In 2011, Gregory Crewdson left his busy life in New York for the quiet, rural town of Becket, Massachusetts. Reeling from a recent divorce, the photographer lived in a former church and spent his days wandering the snowy forests. On a walk deep in the woods, Crewdson came across a trail called Cathedral of the Pines, whose symbolically charged name and stunning location inspired a new series of images.

On view at Gagosian Gallery through March 5, the Cathedral of the Pines series marks a subtle departure from his earlier work. Stepping away from the scenes of desolate American suburbia he’s known for, Crewdson shifts his focus to rural communities that appear to be stuck in the 1970s: outdated cars, dark paneling, Formica countertops. Crewdson’s distinctively cinematic aesthetic persists, as well as a dark psychological undercurrent. In Father and Son (2013), a middle-aged man appears to be dying alone in bed, but the mirror next to him shows a young boy sitting next to him. The image raises more questions than it answers. Is the son a figment of the man’s imagination? What sequence of event leads to this surreal scene? The photographer offers a glimpse into his subjects’ stories, then abruptly stops short of an explanation.
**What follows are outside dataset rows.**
//! Asset loading for the item list and scene configuration.
//!
//! Both files are JSON assets; the scene starts once they have loaded or
//! failed, falling back to defaults for a missing configuration.

/// Item manifest asset and the system that builds the scene from it.
pub mod items_loader;
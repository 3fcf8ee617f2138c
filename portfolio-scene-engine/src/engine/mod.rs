pub mod camera;
pub mod config;
pub mod core;
pub mod error;
pub mod events;
pub mod frame;
pub mod input;
pub mod items;
pub mod loading;
pub mod picking;
pub mod scene;
pub mod systems;
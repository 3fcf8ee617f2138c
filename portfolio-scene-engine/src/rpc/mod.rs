//! JSON-RPC 2.0 communication layer for host page integration.
//!
//! Implements bidirectional messaging between the scene and the page that
//! embeds it via iframe `postMessage`, supporting both request-response and
//! notification patterns. Natively the transport is a no-op.
//!
//! ## Message Flow
//!
//! ```text
//! Host page (parent)  <──postMessage──>  Scene (iframe)
//!        │                                     │
//!        ├─ Request (with ID) ───────────────> │
//!        │                                     ├─ Process request
//!        │ <────────────── Response (with ID) ─┤
//!        │                                     │
//!        │ <─────── Notification (no ID) ──────┤
//! ```
//!
//! Requests without an ID still run; they just get no response.
//!
//! ## Error Handling
//!
//! Standard JSON-RPC 2.0 error codes:
//! - `-32600`: Invalid request (unparseable message or wrong version)
//! - `-32601`: Method not found
//! - `-32602`: Invalid params (including unknown item ids)
//! - `-32603`: Internal error (scene not running)
//!
//! ## Methods
//!
//! - `set_items` `{items: [...]}`: replace the displayed items
//! - `focus_item` `{id}`: fly to an item as if it had been clicked
//! - `exit_focus`: return the camera from a focused item
//! - `get_status`: item count, camera mode, control hints, focus overlay
//! - `get_fps`: current frame rate
//! - `teardown`: stop the scene and release everything
//!
//! ## Notifications
//!
//! - `item_selected`: click result, `item` is `null` on a miss
//! - `focus_changed`: camera mode change with the focus item
//! - `scene_status`: sent after rebuilds, mode changes and teardown
//! - `fps_update`: every half second while running
//! - `scene_error`: initialisation failed

/// JSON-RPC 2.0 bidirectional communication system for the host page.
///
/// Handles request-response patterns, notifications, and WASM message listeners.
pub mod web_rpc;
©Gregory Crewdson, Woman at Sink, 2014. Courtesy Gagosian Gallery
©Gregory Crewdson, Woman at Sink, 2014. Courtesy Gagosian Gallery

Crewdson’s images hint at a vague despair underlying the quiet lives of the town’s characters. In Woman at Sink (2014), a middle-aged woman stands in a dark kitchen, lost in thought, her solemn face illuminated by the winter sun shining through the window. In Pickup Truck (2014), two young people sit on the back of a truck, inexplicably nude in the middle of the forest. These surreal images are almost painterly in their treatment; Crewdson carefully alters the color scheme, staging, and mood to create a feeling of suspense. As observers, we are kept at a distance without a clear narrative to follow, only rural scenes made strange at the hand of Crewdson’s production crew. Our belief that a photograph must reflect reality is called into question; we can’t trust these images to capture the truth. Perhaps, Crewdson suggests, we can never know the real story.